NATIONAL MEDIATION BOARD
SPECIAL BOARD OF ADJUSTMENT NO. 925
Case/Award No. 128
BURLINGTON NORTHERN RAILROAD COMPANY
and
BROTHERHOOD OF MAINTENANCE OF WAY EMPLOYES
Case/Award No. 128
On May 13, 1983 the Brotherhood of Maintenance of Way Employes (hereinafter
the Organization) and the Burlington Northern Railroad Company (hereinafter the Carrier)
entered into an Agreement establishing a Special Board of Adjustment in accordance with
the provisions of the Railway Labor Act. The Agreement was docketed by the National
Mediation Board as Special Board of Adjustment No. 925 (hereinafter the Board).

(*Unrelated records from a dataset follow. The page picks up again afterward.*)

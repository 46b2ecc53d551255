//! Reference rendering visitor: title and body lines indented by depth.

use std::io::Write;

use itertools::Itertools;
use tracing::instrument;

use crate::config::RenderSettings;
use crate::domain::{Outline, OutlineError, OutlineNode, OutlineResult};

/// Formats one visited node into `out`.
pub fn format_node(node: &OutlineNode, depth: usize, settings: &RenderSettings, out: &mut String) {
    let indent = " ".repeat(depth * settings.indent_width);

    out.push_str(&indent);
    out.push_str(node.title());
    if settings.show_tags && !node.tags().is_empty() {
        out.push_str(&format!(" :{}:", node.tags().iter().join(":")));
    }
    out.push('\n');

    if settings.show_body {
        out.push_str(&indent);
        out.push_str(node.body());
        out.push('\n');
    }
}

/// Writes the whole document to `writer` in document order.
#[instrument(level = "debug", skip(outline, writer))]
pub fn write_outline<W: Write>(outline: &Outline, mut writer: W, settings: &RenderSettings) -> OutlineResult<()> {
    let mut buf = String::new();
    for (_, node, depth) in outline.iter() {
        buf.clear();
        format_node(node, depth, settings, &mut buf);
        writer
            .write_all(buf.as_bytes())
            .map_err(|e| OutlineError::io("write outline", e))?;
    }
    writer.flush().map_err(|e| OutlineError::io("flush outline", e))
}

/// Renders the whole document into a string.
pub fn to_text(outline: &Outline, settings: &RenderSettings) -> String {
    let mut text = String::new();
    outline.walk(|_, node, depth| format_node(node, depth, settings, &mut text));
    text
}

This Agreement contains certain relatively unique provisions concerning the
processing of claims and grievances under Section 3 of the Railway Labor Act. The
Board's jurisdiction was limited to disciplinary disputes involving employees dismissed
from service. On September 28, 1987 the parties expanded the jurisdiction of the Board
to cover employees who claimed that they had been improperly suspended from service
or censured by the Carrier.
Although the Board consists of three members, a Carrier Member, an
Organization Member and a Neutral Referee, awards of the Board only contain the
signature of the Referee and they are final and binding in accordance with the provisions
of Section 3 of the Railway Labor Act.
Employees in the Maintenance of Way craft or class who have been dismissed or
suspended from the Carrier's service or who have been censured may chose to appeal
their claims to this Board. The employee has a sixty (60) day period from the effective
date of the discipline to elect to handle his/her appeal through the usual channels
(Schedule Rule 40) or to submit the appeal directly to this Board in anticipation of
receiving an expedited decision. An employee who is dismissed, suspended or censured
may elect either option. However, upon such election that employee waives any rights to
the other appeal procedure.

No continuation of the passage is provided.